Directions
Write out again, please, the records below from the first line to the line holding "#[derive(Debug, Clone, PartialEq, Eq)]", inclusive, and nothing else.
*** Opening of Provided material ***
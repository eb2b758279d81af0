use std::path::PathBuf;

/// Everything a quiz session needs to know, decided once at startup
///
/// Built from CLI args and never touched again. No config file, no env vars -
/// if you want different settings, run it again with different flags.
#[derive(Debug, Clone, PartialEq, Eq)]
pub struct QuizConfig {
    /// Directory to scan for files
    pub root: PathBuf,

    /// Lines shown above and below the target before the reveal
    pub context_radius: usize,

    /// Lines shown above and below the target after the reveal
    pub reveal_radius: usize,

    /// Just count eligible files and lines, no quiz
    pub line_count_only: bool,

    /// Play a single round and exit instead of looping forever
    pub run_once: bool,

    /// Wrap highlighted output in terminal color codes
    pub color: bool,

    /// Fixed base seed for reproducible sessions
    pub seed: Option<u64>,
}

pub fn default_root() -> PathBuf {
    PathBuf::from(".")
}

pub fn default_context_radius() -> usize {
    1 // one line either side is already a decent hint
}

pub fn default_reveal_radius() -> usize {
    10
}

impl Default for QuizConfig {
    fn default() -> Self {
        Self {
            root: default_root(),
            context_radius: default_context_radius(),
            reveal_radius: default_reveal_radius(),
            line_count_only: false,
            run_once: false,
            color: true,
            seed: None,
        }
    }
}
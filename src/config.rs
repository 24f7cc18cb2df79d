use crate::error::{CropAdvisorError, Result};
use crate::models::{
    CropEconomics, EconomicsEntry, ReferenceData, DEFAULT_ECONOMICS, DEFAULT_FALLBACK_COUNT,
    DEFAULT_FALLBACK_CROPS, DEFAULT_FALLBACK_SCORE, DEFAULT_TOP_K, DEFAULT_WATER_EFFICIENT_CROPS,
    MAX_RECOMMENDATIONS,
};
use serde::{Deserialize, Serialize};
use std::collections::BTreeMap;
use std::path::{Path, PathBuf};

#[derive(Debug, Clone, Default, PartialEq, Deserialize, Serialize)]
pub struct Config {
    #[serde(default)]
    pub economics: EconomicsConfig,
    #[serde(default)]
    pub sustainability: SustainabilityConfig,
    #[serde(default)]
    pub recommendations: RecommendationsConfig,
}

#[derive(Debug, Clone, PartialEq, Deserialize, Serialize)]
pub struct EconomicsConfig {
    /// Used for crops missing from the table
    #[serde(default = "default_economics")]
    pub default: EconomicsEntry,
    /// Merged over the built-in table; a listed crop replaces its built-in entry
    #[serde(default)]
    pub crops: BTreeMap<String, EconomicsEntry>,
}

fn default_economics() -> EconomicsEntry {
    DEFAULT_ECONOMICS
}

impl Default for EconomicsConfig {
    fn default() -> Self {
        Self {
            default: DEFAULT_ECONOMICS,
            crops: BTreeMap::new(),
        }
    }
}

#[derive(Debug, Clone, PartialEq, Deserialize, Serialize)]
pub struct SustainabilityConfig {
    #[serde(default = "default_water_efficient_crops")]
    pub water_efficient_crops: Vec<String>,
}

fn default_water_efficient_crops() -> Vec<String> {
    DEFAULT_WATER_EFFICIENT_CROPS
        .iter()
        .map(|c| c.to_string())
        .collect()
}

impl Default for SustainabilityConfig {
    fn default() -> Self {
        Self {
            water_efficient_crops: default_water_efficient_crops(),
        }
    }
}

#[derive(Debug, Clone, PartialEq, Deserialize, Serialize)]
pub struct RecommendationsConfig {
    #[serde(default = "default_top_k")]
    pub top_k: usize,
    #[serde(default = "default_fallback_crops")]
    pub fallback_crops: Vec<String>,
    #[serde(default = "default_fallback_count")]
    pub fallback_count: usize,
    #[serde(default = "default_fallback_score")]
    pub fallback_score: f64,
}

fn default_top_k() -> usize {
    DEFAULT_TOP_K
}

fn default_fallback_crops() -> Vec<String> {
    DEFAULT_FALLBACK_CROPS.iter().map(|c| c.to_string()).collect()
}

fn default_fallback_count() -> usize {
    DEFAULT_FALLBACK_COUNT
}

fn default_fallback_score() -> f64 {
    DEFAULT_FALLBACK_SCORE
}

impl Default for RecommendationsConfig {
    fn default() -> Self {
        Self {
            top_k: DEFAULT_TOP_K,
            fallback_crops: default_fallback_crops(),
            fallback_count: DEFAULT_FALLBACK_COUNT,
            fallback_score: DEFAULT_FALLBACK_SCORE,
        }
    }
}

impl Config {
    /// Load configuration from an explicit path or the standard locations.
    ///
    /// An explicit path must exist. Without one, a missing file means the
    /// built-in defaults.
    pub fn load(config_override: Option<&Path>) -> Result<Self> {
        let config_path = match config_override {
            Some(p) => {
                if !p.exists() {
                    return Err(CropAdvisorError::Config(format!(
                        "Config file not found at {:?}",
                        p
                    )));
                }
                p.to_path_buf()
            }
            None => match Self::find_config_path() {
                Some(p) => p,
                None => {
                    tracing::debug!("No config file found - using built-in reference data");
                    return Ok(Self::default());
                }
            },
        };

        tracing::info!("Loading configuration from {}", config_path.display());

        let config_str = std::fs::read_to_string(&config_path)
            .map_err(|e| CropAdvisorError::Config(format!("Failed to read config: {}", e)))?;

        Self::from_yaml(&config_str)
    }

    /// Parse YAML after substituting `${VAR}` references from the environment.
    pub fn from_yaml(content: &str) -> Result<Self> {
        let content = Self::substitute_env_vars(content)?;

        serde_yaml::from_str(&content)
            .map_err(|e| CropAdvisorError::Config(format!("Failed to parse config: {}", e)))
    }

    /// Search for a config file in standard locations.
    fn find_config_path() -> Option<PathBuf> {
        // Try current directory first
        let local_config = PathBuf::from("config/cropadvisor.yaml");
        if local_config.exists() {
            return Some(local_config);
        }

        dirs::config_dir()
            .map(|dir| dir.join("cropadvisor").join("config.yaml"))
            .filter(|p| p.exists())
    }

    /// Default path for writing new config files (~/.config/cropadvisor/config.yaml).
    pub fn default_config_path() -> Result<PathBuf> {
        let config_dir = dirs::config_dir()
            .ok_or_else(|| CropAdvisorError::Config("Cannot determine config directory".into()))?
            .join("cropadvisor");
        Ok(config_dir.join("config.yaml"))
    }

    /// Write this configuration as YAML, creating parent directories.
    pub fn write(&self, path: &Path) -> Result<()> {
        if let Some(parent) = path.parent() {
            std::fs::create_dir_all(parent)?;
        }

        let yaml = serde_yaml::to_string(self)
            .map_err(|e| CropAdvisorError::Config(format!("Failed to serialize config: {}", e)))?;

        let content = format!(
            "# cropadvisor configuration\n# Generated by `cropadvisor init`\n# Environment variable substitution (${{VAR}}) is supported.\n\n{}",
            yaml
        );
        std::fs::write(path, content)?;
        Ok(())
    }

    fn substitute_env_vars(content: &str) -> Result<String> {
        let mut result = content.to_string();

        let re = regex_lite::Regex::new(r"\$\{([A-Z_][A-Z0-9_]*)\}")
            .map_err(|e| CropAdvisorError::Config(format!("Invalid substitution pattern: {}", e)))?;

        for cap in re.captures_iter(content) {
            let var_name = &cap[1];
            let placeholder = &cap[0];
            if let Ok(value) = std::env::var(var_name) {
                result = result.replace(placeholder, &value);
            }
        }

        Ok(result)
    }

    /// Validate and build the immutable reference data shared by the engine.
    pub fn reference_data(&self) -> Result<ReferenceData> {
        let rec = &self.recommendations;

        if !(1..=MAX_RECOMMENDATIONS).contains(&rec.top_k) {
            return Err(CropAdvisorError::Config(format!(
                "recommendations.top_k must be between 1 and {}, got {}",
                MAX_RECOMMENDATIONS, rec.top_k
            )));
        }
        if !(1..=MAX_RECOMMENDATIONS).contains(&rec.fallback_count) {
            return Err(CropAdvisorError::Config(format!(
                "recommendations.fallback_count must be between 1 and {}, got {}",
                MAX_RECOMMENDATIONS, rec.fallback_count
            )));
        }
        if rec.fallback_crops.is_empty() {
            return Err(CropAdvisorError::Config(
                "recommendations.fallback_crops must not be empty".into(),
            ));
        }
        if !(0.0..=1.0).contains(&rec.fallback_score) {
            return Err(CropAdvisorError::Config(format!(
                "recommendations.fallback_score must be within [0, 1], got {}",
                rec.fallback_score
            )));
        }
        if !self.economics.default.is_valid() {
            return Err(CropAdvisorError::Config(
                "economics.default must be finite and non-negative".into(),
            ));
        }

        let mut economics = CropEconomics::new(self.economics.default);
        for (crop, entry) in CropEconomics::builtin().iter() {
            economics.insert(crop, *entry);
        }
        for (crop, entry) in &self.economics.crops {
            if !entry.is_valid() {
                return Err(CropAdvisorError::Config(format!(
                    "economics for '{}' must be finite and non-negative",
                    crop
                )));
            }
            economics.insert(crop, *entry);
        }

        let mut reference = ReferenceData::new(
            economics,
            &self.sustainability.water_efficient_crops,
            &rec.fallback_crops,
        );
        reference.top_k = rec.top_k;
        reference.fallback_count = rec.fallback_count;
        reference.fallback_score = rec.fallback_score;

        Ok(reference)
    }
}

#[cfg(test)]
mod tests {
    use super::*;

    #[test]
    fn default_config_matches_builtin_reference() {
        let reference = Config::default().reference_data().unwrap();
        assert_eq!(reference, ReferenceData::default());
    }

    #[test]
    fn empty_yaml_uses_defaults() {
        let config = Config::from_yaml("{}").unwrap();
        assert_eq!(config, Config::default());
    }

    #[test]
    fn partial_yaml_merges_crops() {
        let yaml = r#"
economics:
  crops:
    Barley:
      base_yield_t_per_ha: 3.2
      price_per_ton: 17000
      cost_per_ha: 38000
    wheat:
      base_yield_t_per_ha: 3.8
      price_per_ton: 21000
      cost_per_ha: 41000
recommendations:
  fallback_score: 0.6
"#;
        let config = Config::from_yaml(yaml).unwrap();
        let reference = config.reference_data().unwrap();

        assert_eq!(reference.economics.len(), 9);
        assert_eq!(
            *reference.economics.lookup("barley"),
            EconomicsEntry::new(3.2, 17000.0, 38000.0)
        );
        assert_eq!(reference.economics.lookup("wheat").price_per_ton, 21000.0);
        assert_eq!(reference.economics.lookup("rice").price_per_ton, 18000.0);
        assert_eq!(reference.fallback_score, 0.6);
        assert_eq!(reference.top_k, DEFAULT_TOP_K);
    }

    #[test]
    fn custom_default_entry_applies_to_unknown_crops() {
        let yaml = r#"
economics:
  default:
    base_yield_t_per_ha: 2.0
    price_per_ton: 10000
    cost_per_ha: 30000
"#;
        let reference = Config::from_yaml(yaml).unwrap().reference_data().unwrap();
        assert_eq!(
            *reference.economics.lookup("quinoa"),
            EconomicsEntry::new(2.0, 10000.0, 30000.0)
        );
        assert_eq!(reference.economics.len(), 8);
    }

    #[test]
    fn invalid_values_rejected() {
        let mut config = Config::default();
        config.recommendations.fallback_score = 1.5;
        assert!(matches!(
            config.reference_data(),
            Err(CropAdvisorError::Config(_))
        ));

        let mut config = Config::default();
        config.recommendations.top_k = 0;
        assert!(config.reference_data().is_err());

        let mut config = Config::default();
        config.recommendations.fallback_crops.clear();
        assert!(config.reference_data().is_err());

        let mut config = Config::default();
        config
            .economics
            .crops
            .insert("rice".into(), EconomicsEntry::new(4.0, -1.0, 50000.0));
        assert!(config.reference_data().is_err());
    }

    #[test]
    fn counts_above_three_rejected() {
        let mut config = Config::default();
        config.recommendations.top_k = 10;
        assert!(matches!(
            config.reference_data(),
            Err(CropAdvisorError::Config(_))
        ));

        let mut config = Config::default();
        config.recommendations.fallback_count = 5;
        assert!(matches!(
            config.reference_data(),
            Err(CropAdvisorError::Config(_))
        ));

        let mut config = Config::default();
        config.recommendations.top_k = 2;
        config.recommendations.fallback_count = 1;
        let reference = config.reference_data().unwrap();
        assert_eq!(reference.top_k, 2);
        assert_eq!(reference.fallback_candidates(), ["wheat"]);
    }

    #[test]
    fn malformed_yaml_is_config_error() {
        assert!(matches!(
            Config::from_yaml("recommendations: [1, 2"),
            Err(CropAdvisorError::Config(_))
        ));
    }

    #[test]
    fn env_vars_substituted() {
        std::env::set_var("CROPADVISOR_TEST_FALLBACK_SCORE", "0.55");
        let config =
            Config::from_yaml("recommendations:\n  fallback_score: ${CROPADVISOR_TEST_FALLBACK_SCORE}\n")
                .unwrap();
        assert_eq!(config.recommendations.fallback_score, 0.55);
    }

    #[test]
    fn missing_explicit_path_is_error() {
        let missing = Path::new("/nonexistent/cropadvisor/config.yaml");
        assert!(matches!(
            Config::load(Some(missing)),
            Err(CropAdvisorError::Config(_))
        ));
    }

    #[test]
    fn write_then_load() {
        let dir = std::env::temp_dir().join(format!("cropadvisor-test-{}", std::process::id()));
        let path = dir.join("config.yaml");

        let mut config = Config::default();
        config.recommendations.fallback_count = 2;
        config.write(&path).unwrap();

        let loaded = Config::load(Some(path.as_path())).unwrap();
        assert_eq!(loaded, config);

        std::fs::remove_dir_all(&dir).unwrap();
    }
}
*** Close of Provided material ***
Response area
repository eb2b758279d81af0
use std::path::PathBuf;

/// Everything a quiz session needs to know, decided once at startup
///
/// Built from CLI args and never touched again. No config file, no env vars -
/// if you want different settings, run it again with different flags.
#[derive(Debug, Clone, PartialEq, Eq)]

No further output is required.